### WORK REQUEST
The response should consist of the data reproduced word for word.

### AVAILABLE RECORDS
= = = = = = =
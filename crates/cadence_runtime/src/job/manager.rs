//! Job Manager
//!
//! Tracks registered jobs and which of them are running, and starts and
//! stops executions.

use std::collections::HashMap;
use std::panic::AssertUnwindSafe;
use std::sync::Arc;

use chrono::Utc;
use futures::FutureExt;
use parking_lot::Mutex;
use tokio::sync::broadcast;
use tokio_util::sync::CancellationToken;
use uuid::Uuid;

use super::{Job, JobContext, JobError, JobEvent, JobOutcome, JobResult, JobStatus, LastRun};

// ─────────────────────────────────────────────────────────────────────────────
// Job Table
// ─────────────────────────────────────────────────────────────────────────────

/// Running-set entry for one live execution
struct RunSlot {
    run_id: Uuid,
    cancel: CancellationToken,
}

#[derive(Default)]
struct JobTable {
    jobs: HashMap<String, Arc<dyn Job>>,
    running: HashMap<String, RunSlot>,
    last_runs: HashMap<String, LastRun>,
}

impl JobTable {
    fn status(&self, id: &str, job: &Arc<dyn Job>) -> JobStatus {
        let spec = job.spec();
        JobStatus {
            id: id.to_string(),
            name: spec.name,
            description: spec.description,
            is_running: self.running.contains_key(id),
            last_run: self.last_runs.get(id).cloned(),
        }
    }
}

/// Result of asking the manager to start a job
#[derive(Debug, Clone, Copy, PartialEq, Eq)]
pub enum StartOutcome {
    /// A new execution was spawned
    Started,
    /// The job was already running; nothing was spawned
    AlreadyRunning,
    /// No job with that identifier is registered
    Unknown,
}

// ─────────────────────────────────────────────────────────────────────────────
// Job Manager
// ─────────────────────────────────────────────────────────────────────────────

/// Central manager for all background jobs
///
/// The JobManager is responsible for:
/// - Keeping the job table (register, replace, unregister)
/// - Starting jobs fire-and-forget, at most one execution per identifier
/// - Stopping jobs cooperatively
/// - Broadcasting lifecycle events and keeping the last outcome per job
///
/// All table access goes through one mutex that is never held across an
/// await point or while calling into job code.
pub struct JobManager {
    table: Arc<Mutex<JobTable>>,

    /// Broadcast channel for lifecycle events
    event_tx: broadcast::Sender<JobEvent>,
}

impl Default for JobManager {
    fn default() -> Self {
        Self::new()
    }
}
= = = = = = =
### FINISHED EXERCISE
filename crates/cadence_runtime/src/job/manager.rs
//! Job Manager
//!
//! Tracks registered jobs and which of them are running, and starts and
//! stops executions.

use std::collections::HashMap;
use std::panic::AssertUnwindSafe;
use std::sync::Arc;

use chrono::Utc;
use futures::FutureExt;
use parking_lot::Mutex;
use tokio::sync::broadcast;
use tokio_util::sync::CancellationToken;
use uuid::Uuid;

use super::{Job, JobContext, JobError, JobEvent, JobOutcome, JobResult, JobStatus, LastRun};

// ─────────────────────────────────────────────────────────────────────────────
// Job Table
// ─────────────────────────────────────────────────────────────────────────────

/// Running-set entry for one live execution
struct RunSlot {
    run_id: Uuid,
    cancel: CancellationToken,
}

#[derive(Default)]
struct JobTable {
    jobs: HashMap<String, Arc<dyn Job>>,
    running: HashMap<String, RunSlot>,
    last_runs: HashMap<String, LastRun>,
}

impl JobTable {
    fn status(&self, id: &str, job: &Arc<dyn Job>) -> JobStatus {
        let spec = job.spec();
        JobStatus {
            id: id.to_string(),
            name: spec.name,
            description: spec.description,
            is_running: self.running.contains_key(id),
            last_run: self.last_runs.get(id).cloned(),
        }
    }
}

/// Result of asking the manager to start a job
#[derive(Debug, Clone, Copy, PartialEq, Eq)]
pub enum StartOutcome {
    /// A new execution was spawned
    Started,
    /// The job was already running; nothing was spawned
    AlreadyRunning,
    /// No job with that identifier is registered
    Unknown,
}

// ─────────────────────────────────────────────────────────────────────────────
// Job Manager
// ─────────────────────────────────────────────────────────────────────────────

/// Central manager for all background jobs
///
/// The JobManager is responsible for:
/// - Keeping the job table (register, replace, unregister)
/// - Starting jobs fire-and-forget, at most one execution per identifier
/// - Stopping jobs cooperatively
/// - Broadcasting lifecycle events and keeping the last outcome per job
///
/// All table access goes through one mutex that is never held across an
/// await point or while calling into job code.
pub struct JobManager {
    table: Arc<Mutex<JobTable>>,

    /// Broadcast channel for lifecycle events
    event_tx: broadcast::Sender<JobEvent>,
}

impl Default for JobManager {
    fn default() -> Self {
        Self::new()
    }
}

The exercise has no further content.